# Exercise prompt
Scan the records for the word "inserting". Return each line where it is found.

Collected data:
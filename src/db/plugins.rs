//! Plugin row CRUD and the `project_plugins` join table.

use rusqlite::{params, Connection, OptionalExtension, Row};
use std::path::Path;
use std::str::FromStr;
use uuid::Uuid;

use super::Catalog;
use crate::error::CatalogError;
use crate::project::{Plugin, PluginFormat};

impl Catalog {
    /// Returns the id of the `(name, format)` plugin, inserting a new row
    /// if this is the first time it's been referenced. A newly inserted
    /// row's `installed` flag is set from the installed-plugin overlay
    /// (C9) as of right now; an existing row's flag is left as-is.
    pub fn upsert_plugin(&self, name: &str, format: PluginFormat) -> Result<Uuid, CatalogError> {
        upsert_plugin(&self.conn, self.live_database_dir.as_deref(), name, format)
    }

    pub fn find_plugin(
        &self,
        name: &str,
        format: PluginFormat,
    ) -> Result<Option<Plugin>, CatalogError> {
        find_plugin(&self.conn, name, format)
    }

    pub fn link_project_plugin(&self, project_id: i64, plugin_id: Uuid) -> Result<(), CatalogError> {
        link_project_plugin(&self.conn, project_id, plugin_id)
    }

    /// Clears every plugin link for `project_id`. Called before
    /// re-inserting the current extraction's plugin set when re-extracting
    /// a project in place.
    pub fn clear_project_plugins(&self, project_id: i64) -> Result<(), CatalogError> {
        clear_project_plugins(&self.conn, project_id)
    }

    pub fn plugins_for_project(&self, project_id: i64) -> Result<Vec<Plugin>, CatalogError> {
        let mut stmt = self.conn.prepare(
            "SELECT p.* FROM plugins p
             JOIN project_plugins pp ON pp.plugin_id = p.id
             WHERE pp.project_id = ?1
             ORDER BY p.name",
        )?;
        let rows = stmt.query_map(params![project_id], row_to_plugin)?;
        rows.collect::<rusqlite::Result<Vec<_>>>()
            .map_err(CatalogError::from)
    }

    pub fn list_plugins(&self) -> Result<Vec<Plugin>, CatalogError> {
        let mut stmt = self.conn.prepare("SELECT * FROM plugins ORDER BY name")?;
        let rows = stmt.query_map([], row_to_plugin)?;
        rows.collect::<rusqlite::Result<Vec<_>>>()
            .map_err(CatalogError::from)
    }
}

/// Free-function form of [`Catalog::upsert_plugin`] — see
/// [`super::projects::insert_project`] for why these take `&Connection`
/// rather than `&Catalog`.
pub(crate) fn upsert_plugin(
    conn: &Connection,
    live_database_dir: Option<&Path>,
    name: &str,
    format: PluginFormat,
) -> Result<Uuid, CatalogError> {
    if let Some(existing) = find_plugin(conn, name, format)? {
        return Ok(existing.id);
    }
    let id = Uuid::new_v4();
    let installed = lookup_installed(live_database_dir, name);
    conn.execute(
        "INSERT INTO plugins (id, name, format, installed) VALUES (?1, ?2, ?3, ?4)",
        params![id.to_string(), name, format.to_string(), installed],
    )?;
    Ok(id)
}

/// Consults the most recently modified plugin inventory under the
/// configured live-database directory. Any failure to locate or read it (no
/// directory configured, no file present, schema drift) is treated as "not
/// installed" rather than surfaced as an error.
fn lookup_installed(live_database_dir: Option<&Path>, name: &str) -> bool {
    let Some(dir) = live_database_dir else {
        return false;
    };
    let Some(db_path) = super::installed::most_recent_plugins_db_file(dir) else {
        return false;
    };
    super::installed::InstalledPluginsDb::open(&db_path)
        .and_then(|db| db.installed_plugin_names())
        .map(|names| names.iter().any(|n| n == name))
        .unwrap_or(false)
}

pub(crate) fn find_plugin(
    conn: &Connection,
    name: &str,
    format: PluginFormat,
) -> Result<Option<Plugin>, CatalogError> {
    conn.query_row(
        "SELECT * FROM plugins WHERE name = ?1 AND format = ?2",
        params![name, format.to_string()],
        row_to_plugin,
    )
    .optional()
    .map_err(CatalogError::from)
}

pub(crate) fn link_project_plugin(conn: &Connection, project_id: i64, plugin_id: Uuid) -> Result<(), CatalogError> {
    conn.execute(
        "INSERT OR IGNORE INTO project_plugins (project_id, plugin_id) VALUES (?1, ?2)",
        params![project_id, plugin_id.to_string()],
    )?;
    Ok(())
}

pub(crate) fn clear_project_plugins(conn: &Connection, project_id: i64) -> Result<(), CatalogError> {
    conn.execute(
        "DELETE FROM project_plugins WHERE project_id = ?1",
        params![project_id],
    )?;
    Ok(())
}

fn row_to_plugin(row: &Row) -> rusqlite::Result<Plugin> {
    let id: String = row.get("id")?;
    let format: String = row.get("format")?;
    Ok(Plugin {
        id: Uuid::from_str(&id).unwrap_or_else(|_| Uuid::nil()),
        name: row.get("name")?,
        format: PluginFormat::from_str(&format).unwrap_or(PluginFormat::Vst),
        installed: row.get("installed")?,
    })
}

#[cfg(test)]
mod tests {
    use super::*;
    use crate::db::Catalog;

    #[test]
    fn upsert_is_idempotent() {
        let catalog = Catalog::open_in_memory().unwrap();
        let first = catalog.upsert_plugin("Serum", PluginFormat::Vst3).unwrap();
        let second = catalog.upsert_plugin("Serum", PluginFormat::Vst3).unwrap();
        assert_eq!(first, second);
        assert_eq!(catalog.list_plugins().unwrap().len(), 1);
    }

    #[test]
    fn same_name_different_format_is_distinct() {
        let catalog = Catalog::open_in_memory().unwrap();
        catalog.upsert_plugin("Diva", PluginFormat::Vst).unwrap();
        catalog.upsert_plugin("Diva", PluginFormat::Vst3).unwrap();
        assert_eq!(catalog.list_plugins().unwrap().len(), 2);
    }

    #[test]
    fn with_no_live_database_dir_configured_nothing_is_installed() {
        let catalog = Catalog::open_in_memory().unwrap();
        let id = catalog.upsert_plugin("Serum", PluginFormat::Vst3).unwrap();
        let found = catalog.find_plugin("Serum", PluginFormat::Vst3).unwrap().unwrap();
        assert_eq!(found.id, id);
        assert!(!found.installed);
    }

    #[test]
    fn insertion_checks_the_installed_overlay() {
        use rusqlite::Connection;
        use tempfile::TempDir;

        let dir = TempDir::new().unwrap();
        let db_path = dir.path().join("plugins-v1.db");
        let conn = Connection::open(&db_path).unwrap();
        conn.execute_batch(
            "CREATE TABLE plugins (name TEXT, scanstate INTEGER, enabled INTEGER);
             INSERT INTO plugins VALUES ('Serum', 1, 1);",
        )
        .unwrap();
        drop(conn);

        let mut catalog = Catalog::open_in_memory().unwrap();
        catalog.live_database_dir = Some(dir.path().to_path_buf());

        catalog.upsert_plugin("Serum", PluginFormat::Vst3).unwrap();
        catalog.upsert_plugin("Diva", PluginFormat::Vst).unwrap();

        let serum = catalog.find_plugin("Serum", PluginFormat::Vst3).unwrap().unwrap();
        let diva = catalog.find_plugin("Diva", PluginFormat::Vst).unwrap().unwrap();
        assert!(serum.installed);
        assert!(!diva.installed);
    }

    #[test]
    fn linking_and_listing_for_project_round_trips() {
        let catalog = Catalog::open_in_memory().unwrap();
        let project_id = crate::db::tests_support::insert_stub_project(&catalog, "/music/a.als");
        let plugin_id = catalog.upsert_plugin("Serum", PluginFormat::Vst3).unwrap();
        catalog
            .link_project_plugin(project_id, plugin_id)
            .unwrap();
        let linked = catalog.plugins_for_project(project_id).unwrap();
        assert_eq!(linked.len(), 1);
        assert_eq!(linked[0].name, "Serum");
    }
}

# Response area
    /// Returns the id of the `(name, format)` plugin, inserting a new row
    /// re-inserting the current extraction's plugin set when re-extracting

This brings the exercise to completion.